REQUIRED WORK → Copy all lines below containing "TestStore".

DATA SHOWN →

//! Core types for Storekeeper.
//!
//! This module provides type-safe wrappers for common domain concepts.

pub mod entity;
pub mod id;
pub mod phone;
pub mod price;
pub mod status;
pub mod username;

pub use entity::Entity;
pub use id::*;
pub use phone::{Phone, PhoneError};
pub use price::{CurrencyCode, Money};
pub use status::*;
pub use username::{Username, UsernameError};
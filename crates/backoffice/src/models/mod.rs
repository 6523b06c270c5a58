//! Persisted domain models.
//!
//! Each model implements [`storekeeper_core::Entity`] so it can live in a
//! [`crate::db::JsonStore`]. Field names are the JSON attribute names.

pub mod category;
pub mod invoice;
pub mod order;
pub mod product;
pub mod user;

pub use category::{Category, NewCategory};
pub use invoice::Invoice;
pub use order::{LineItem, Order};
pub use product::{MAX_UNIT_PRICE, NewProduct, Product};
pub use user::{NewUser, User};
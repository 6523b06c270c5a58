//! Integration tests for Storekeeper.
//!
//! # Running Tests
//!
//! ```bash
//! cargo test -p storekeeper-integration-tests
//! ```
//!
//! # Test Categories
//!
//! - `checkout_flow` - Cart, checkout, invoices and reports end to end
//! - `persistence` - Document layout and reopen behavior
//! - `users` - Bootstrap, login and account administration
//!
//! Every test runs against its own temporary data directory.

use std::path::{Path, PathBuf};

use chrono::Utc;
use rust_decimal::Decimal;
use tempfile::TempDir;

use storekeeper_backoffice::AppState;
use storekeeper_backoffice::config::BackofficeConfig;
use storekeeper_backoffice::models::{Category, NewCategory, NewProduct, Product, User};
use storekeeper_core::{UserId, UserRole};

/// A back office opened on a fresh temporary directory.
pub struct TestStore {
    dir: TempDir,
    pub state: AppState,
}

impl TestStore {
    /// Open a store with default configuration.
    ///
    /// # Panics
    ///
    /// Panics if the temporary directory or stores cannot be created.
    #[must_use]
    pub fn new() -> Self {
        Self::with_config(|_| {})
    }

    /// Open a store after adjusting the default configuration.
    ///
    /// # Panics
    ///
    /// Panics if the temporary directory or stores cannot be created.
    #[must_use]
    #[allow(clippy::unwrap_used)]
    pub fn with_config(adjust: impl FnOnce(&mut BackofficeConfig)) -> Self {
        let dir = tempfile::tempdir().unwrap();
        let mut config = BackofficeConfig::new(dir.path().join("data"));
        adjust(&mut config);
        let state = AppState::open(config).unwrap();
        Self { dir, state }
    }

    /// Directory holding the JSON documents.
    #[must_use]
    pub fn data_dir(&self) -> PathBuf {
        self.dir.path().join("data")
    }

    /// Open a second, independent state on the same directory.
    ///
    /// # Panics
    ///
    /// Panics if the documents cannot be read.
    #[must_use]
    #[allow(clippy::unwrap_used)]
    pub fn reopen(&self) -> AppState {
        AppState::open(self.state.config().clone()).unwrap()
    }

    /// Raw text of one document.
    ///
    /// # Panics
    ///
    /// Panics if the document does not exist.
    #[must_use]
    #[allow(clippy::unwrap_used)]
    pub fn document(&self, file: &str) -> String {
        std::fs::read_to_string(self.data_dir().join(file)).unwrap()
    }

    /// Parsed JSON of one document.
    ///
    /// # Panics
    ///
    /// Panics if the document does not exist or is not JSON.
    #[must_use]
    #[allow(clippy::unwrap_used)]
    pub fn document_json(&self, file: &str) -> serde_json::Value {
        serde_json::from_str(&self.document(file)).unwrap()
    }
}

impl Default for TestStore {
    fn default() -> Self {
        Self::new()
    }
}

/// Create a category.
///
/// # Panics
///
/// Panics if the category is rejected.
#[allow(clippy::unwrap_used)]
pub fn seed_category(state: &mut AppState, name: &str) -> Category {
    state
        .catalog()
        .add_category(NewCategory {
            name: name.to_string(),
            description: format!("{name} aisle"),
        })
        .unwrap()
}

/// Create a product priced in cents.
///
/// # Panics
///
/// Panics if the product is rejected.
#[allow(clippy::unwrap_used)]
pub fn seed_product(
    state: &mut AppState,
    category: &Category,
    name: &str,
    price_cents: i64,
    stock: i32,
) -> Product {
    state
        .catalog()
        .add_product(NewProduct {
            name: name.to_string(),
            description: String::new(),
            category_id: category.id.clone(),
            price: Decimal::new(price_cents, 2),
            quantity_in_stock: stock,
        })
        .unwrap()
}

/// An in-memory account that never touches the users document.
#[must_use]
pub fn actor(username: &str, role: UserRole) -> User {
    User {
        id: UserId::generate(),
        username: username.to_string(),
        password_hash: String::new(),
        full_name: username.to_string(),
        role,
        is_active: true,
        created_at: Utc::now(),
    }
}

/// Whether a `.tmp` sibling was left behind anywhere in `dir`.
///
/// # Panics
///
/// Panics if the directory cannot be listed.
#[must_use]
#[allow(clippy::unwrap_used)]
pub fn has_leftover_temp_files(dir: &Path) -> bool {
    std::fs::read_dir(dir)
        .unwrap()
        .filter_map(Result::ok)
        .any(|entry| entry.path().extension().is_some_and(|ext| ext == "tmp"))
}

RESULT →
pub struct TestStore {
impl TestStore {
impl Default for TestStore {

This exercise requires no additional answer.